I also noticed that even though the doctype declaration is making it and being rendered in the page, the w3 validator says there's no doctype found.

What does all this mean? What on Earth am I doing wrong here?!

1:56 am on Mar 6, 2008 (gmt 0)

Administrator from JP 

WebmasterWorld Administrator bill is a WebmasterWorld Top Contributor of All Time 10+ Year Member Top Contributors Of The Month

joined:Oct 12, 2000
posts:15136
votes: 167


.xhtml extension

I'm not sure why you're using this non-standard extension, but as long as your server is configured properly to serve pages this way then you can use any extension you want. It's not standard and may confuse users who manually input URLs though.

xhtml11.dtd

Why are you using XHTML 1.1? Have you ever read Why most of us should NOT use XHTML [webmasterworld.com]? If you must use XHTML then 1.0 Strict or Transitional is the suggested route. Even the W3C doesn't use XHTML 1.1. Are you certain you're using it properly? XHTML 1.0 and 1.1 are not the same thing.
8:09 am on Mar 6, 2008 (gmt 0)

Preferred Member

10+ Year Member

joined:Dec 7, 2005
posts:636
votes: 0


Honestly, no I'm not entirely certain. I've spent a great deal of time trying to educate myself about properly operating websites and I've come to the conclusion that it's a waste of time seeking the 'standard', what hope does a semi-pro like me have of getting it right when there apparently is no right.

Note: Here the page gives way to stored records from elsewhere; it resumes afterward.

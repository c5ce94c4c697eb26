//! Wire types for the detection / recipe backend
//!
//! Everything optional here is optional on purpose: the backend is a separate
//! service and the client keeps rendering when fields go missing or turn null.

use serde::{Deserialize, Serialize};
use serde_json::Value;

/// `POST /detect` response
#[derive(Debug, Clone, Default, Deserialize)]
pub struct DetectResponse {
    #[serde(default)]
    pub ingredients: Option<Vec<DetectedIngredient>>,
}

#[derive(Debug, Clone, Deserialize)]
pub struct DetectedIngredient {
    pub name: String,
    #[serde(default)]
    pub confidence: Option<f64>,
}

/// `POST /recipes` request body
#[derive(Debug, Clone, Serialize)]
pub struct RecipesRequest<'a> {
    pub ingredients: &'a [String],
}

/// `POST /recipes` response
#[derive(Debug, Clone, Default, Deserialize)]
pub struct RecipesResponse {
    #[serde(default)]
    pub recipes: Option<Vec<BackendRecipe>>,
}

/// A scored recipe as the backend sends it
#[derive(Debug, Clone, Default, PartialEq, Deserialize)]
#[serde(rename_all = "camelCase")]
pub struct BackendRecipe {
    /// String in practice, but some datasets use numeric ids
    #[serde(default)]
    pub id: Option<Value>,
    #[serde(default)]
    pub title: Option<String>,
    /// Older datasets send `name` instead of (or next to) `title`
    #[serde(default)]
    pub name: Option<String>,
    #[serde(default)]
    pub match_score: Option<f64>,
    #[serde(default)]
    pub used: Option<Vec<String>>,
    #[serde(default)]
    pub missing: Option<Vec<String>>,
    #[serde(default)]
    pub steps: Option<Vec<String>>,
}

/// `GET /` response
#[derive(Debug, Clone, Deserialize)]
pub struct StatusResponse {
    #[serde(default)]
    pub message: String,
}

/// FastAPI-style error body; `detail` is a string for `HTTPException` and an
/// array for validation failures
#[derive(Debug, Deserialize)]
pub(crate) struct ErrorBody {
    #[serde(default)]
    pub detail: Option<Value>,
}

impl ErrorBody {
    pub fn detail_message(&self) -> Option<String> {
        self.detail
            .as_ref()
            .and_then(Value::as_str)
            .map(str::to_string)
    }
}

#[cfg(test)]
mod tests {
    use super::*;
    use serde_json::json;

    #[test]
    fn test_recipe_tolerates_nulls_and_aliases() {
        let recipe: BackendRecipe = serde_json::from_value(json!({
            "id": 42,
            "name": "Shakshuka",
            "matchScore": 66.7,
            "used": ["egg", "tomato"],
            "missing": null
        }))
        .unwrap();

        assert_eq!(recipe.id, Some(json!(42)));
        assert_eq!(recipe.title, None);
        assert_eq!(recipe.name.as_deref(), Some("Shakshuka"));
        assert_eq!(recipe.match_score, Some(66.7));
        assert_eq!(recipe.missing, None);
        assert_eq!(recipe.steps, None);
    }

    #[test]
    fn test_recipe_with_both_title_and_name_decodes() {
        let body: RecipesResponse = serde_json::from_str(
            r#"{"recipes":[{"id":"1","title":"Carbonara","name":"Pasta Carbonara"}]}"#,
        )
        .unwrap();

        let recipes = body.recipes.unwrap();
        assert_eq!(recipes.len(), 1);
        assert_eq!(recipes[0].title.as_deref(), Some("Carbonara"));
        assert_eq!(recipes[0].name.as_deref(), Some("Pasta Carbonara"));
    }

    #[test]
    fn test_error_body_only_string_detail_counts() {
        let body: ErrorBody = serde_json::from_value(json!({"detail": "bad image"})).unwrap();
        assert_eq!(body.detail_message().as_deref(), Some("bad image"));

        let body: ErrorBody =
            serde_json::from_value(json!({"detail": [{"loc": ["body"], "msg": "field required"}]}))
                .unwrap();
        assert_eq!(body.detail_message(), None);
    }
}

I'm a part time webmaster but my website is starting to take off in my sector. A major travel guide print publisher is about to run full page print ads in their Japan and Malaysia guides and it's something that could really make my website... but until such time, I don't have the resources to make mistake after mistake. I know I can learn from mistakes but what I really need is someone to tell me what to do because I can't see the fire for the smoke.

I don't want to get into a debate over the pros and cons of serving XHTML with the text/html MIME type but that's the route I've chosen and I hope in years to come the standard will be adopted. If not, I've got a lot of work to do to reverse my decision. If all I need to do is change the MIME type in the future, it's all in an include and I can change the lot in minutes.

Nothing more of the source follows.